• [WHAT NEEDS TO BE DONE]: Using the records that follow, work out how many lines hold the string "created" and provide that number only.

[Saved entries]
══════════════════════════════

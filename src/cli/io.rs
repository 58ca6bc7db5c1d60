//! JSON output for CLI commands
//!
//! One pretty-printed JSON document per command on stdout. Logs go to
//! stderr so stdout stays machine-readable.

use std::io::{self, Write};

use serde::Serialize;

use super::errors::CliResult;

/// Write a JSON value to stdout
pub fn write_json<T: Serialize>(value: &T) -> CliResult<()> {
    let stdout = io::stdout();
    let mut handle = stdout.lock();
    write_json_to(&mut handle, value)
}

/// Write a JSON value followed by a newline to `writer`
pub fn write_json_to<W: Write, T: Serialize>(writer: &mut W, value: &T) -> CliResult<()> {
    serde_json::to_writer_pretty(&mut *writer, value)?;
    writeln!(writer)?;
    writer.flush()?;
    Ok(())
}
//! Client store over the sheet file

use std::fs;
use std::path::Path;

use tracing::{debug, info, warn};

use super::config::StoreConfig;
use super::errors::{StoreError, StoreResult};
use super::sheet::{Sheet, HEADER};
use crate::model::Client;

/// List/find/create/update/delete of clients backed by one worksheet.
///
/// Holds no data between calls. Two stores pointed at the same path see each
/// other's writes on their next operation; concurrent writers race and the
/// last save wins.
#[derive(Debug, Clone)]
pub struct ClientStore {
    config: StoreConfig,
}

impl ClientStore {
    pub fn new(config: StoreConfig) -> Self {
        Self { config }
    }

    /// Store over `path` with default settings
    pub fn open(path: impl AsRef<Path>) -> Self {
        Self::new(StoreConfig::with_path(path.as_ref()))
    }

    pub fn path(&self) -> &Path {
        &self.config.path
    }

    pub fn config(&self) -> &StoreConfig {
        &self.config
    }

    /// Worksheet holding the clients
    pub fn sheet_name(&self) -> &str {
        &self.config.sheet_name
    }

    fn read_sheet(&self) -> StoreResult<Sheet> {
        Sheet::read(self.path(), self.sheet_name())
    }

    /// Whether the sheet file is present
    pub fn exists(&self) -> bool {
        self.path().exists()
    }

    /// Create a header-only sheet if the file does not exist yet.
    ///
    /// Returns `true` when a file was created. An existing file is never
    /// touched.
    pub fn initialize(&self) -> StoreResult<bool> {
        if self.exists() {
            return Ok(false);
        }

        if let Some(parent) = self.path().parent() {
            if !parent.as_os_str().is_empty() && !parent.exists() {
                fs::create_dir_all(parent).map_err(|e| {
                    StoreError::storage(
                        format!("Failed to create directory {}", parent.display()),
                        e,
                    )
                })?;
            }
        }

        Sheet::with_header(self.sheet_name()).save(self.path())?;
        info!(path = %self.path().display(), "created empty client sheet");
        Ok(true)
    }

    /// Every client in sheet order.
    ///
    /// The header row is skipped, as is any row with fewer than four columns.
    pub fn list_all(&self) -> StoreResult<Vec<Client>> {
        Ok(clients_in(&self.read_sheet()?))
    }

    /// First client whose key equals `key`, if any
    pub fn find_by_key(&self, key: &str) -> StoreResult<Option<Client>> {
        Ok(self.list_all()?.into_iter().find(|c| c.key == key))
    }

    /// Append a new client as the last row.
    ///
    /// # Errors
    ///
    /// - `StoreError::Conflict` if a client with the same key exists; the
    ///   file is left unchanged
    /// - `StoreError::Storage` if the sheet cannot be read or saved
    pub fn create(&self, client: &Client) -> StoreResult<()> {
        let mut sheet = self.read_sheet()?;

        if clients_in(&sheet).iter().any(|c| c.key == client.key) {
            warn!(key = %client.key, "create rejected: key already exists");
            return Err(StoreError::Conflict(client.key.clone()));
        }

        // An empty file still gets the header as row 1
        if sheet.is_empty() {
            sheet.push_row(HEADER);
        }

        sheet.push_row(client.to_row());
        sheet.save(self.path())?;

        info!(key = %client.key, row = sheet.len(), "client created");
        Ok(())
    }

    /// Overwrite the client stored under `key` with `client`.
    ///
    /// `client.key` may differ from `key`, which renames the record in place.
    ///
    /// # Errors
    ///
    /// - `StoreError::NotFound` if no client has `key`
    /// - `StoreError::Conflict` if renaming onto a key another client holds
    /// - `StoreError::Storage` if the sheet cannot be read or saved
    pub fn update(&self, key: &str, client: &Client) -> StoreResult<()> {
        let mut sheet = self.read_sheet()?;
        let existing = clients_in(&sheet);

        if !existing.iter().any(|c| c.key == key) {
            return Err(StoreError::NotFound(key.to_string()));
        }

        if client.key != key && existing.iter().any(|c| c.key == client.key) {
            warn!(key, new_key = %client.key, "update rejected: new key already exists");
            return Err(StoreError::Conflict(client.key.clone()));
        }

        let row = sheet
            .find_row(key)
            .ok_or_else(|| StoreError::NotFound(key.to_string()))?;

        sheet.overwrite_row(row, &client.to_row())?;
        sheet.save(self.path())?;

        info!(key, new_key = %client.key, row = row + 1, "client updated");
        Ok(())
    }

    /// Remove every client with `key` and rewrite the sheet.
    ///
    /// The worksheet is rebuilt from scratch: header, then the remaining
    /// clients in their original order. Short rows are not carried over.
    ///
    /// # Errors
    ///
    /// - `StoreError::NotFound` if no client has `key`
    /// - `StoreError::Storage` if the sheet cannot be read or saved
    pub fn delete(&self, key: &str) -> StoreResult<()> {
        let mut sheet = self.read_sheet()?;
        let clients = clients_in(&sheet);
        let before = clients.len();

        let remaining: Vec<Client> = clients.into_iter().filter(|c| c.key != key).collect();
        if remaining.len() == before {
            return Err(StoreError::NotFound(key.to_string()));
        }

        sheet.reset_to_header();
        for client in &remaining {
            sheet.push_row(client.to_row());
        }
        sheet.save(self.path())?;

        info!(key, removed = before - remaining.len(), remaining = remaining.len(), "client deleted");
        Ok(())
    }
}

fn clients_in(sheet: &Sheet) -> Vec<Client> {
    sheet
        .data_rows()
        .filter_map(|(index, row)| {
            let client = Client::from_row(row);
            if client.is_none() {
                debug!(row = index + 1, columns = row.len(), "skipping short row");
            }
            client
        })
        .collect()
}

══════════════════════════════

• [RESULT OF THE EXERCISE]: 3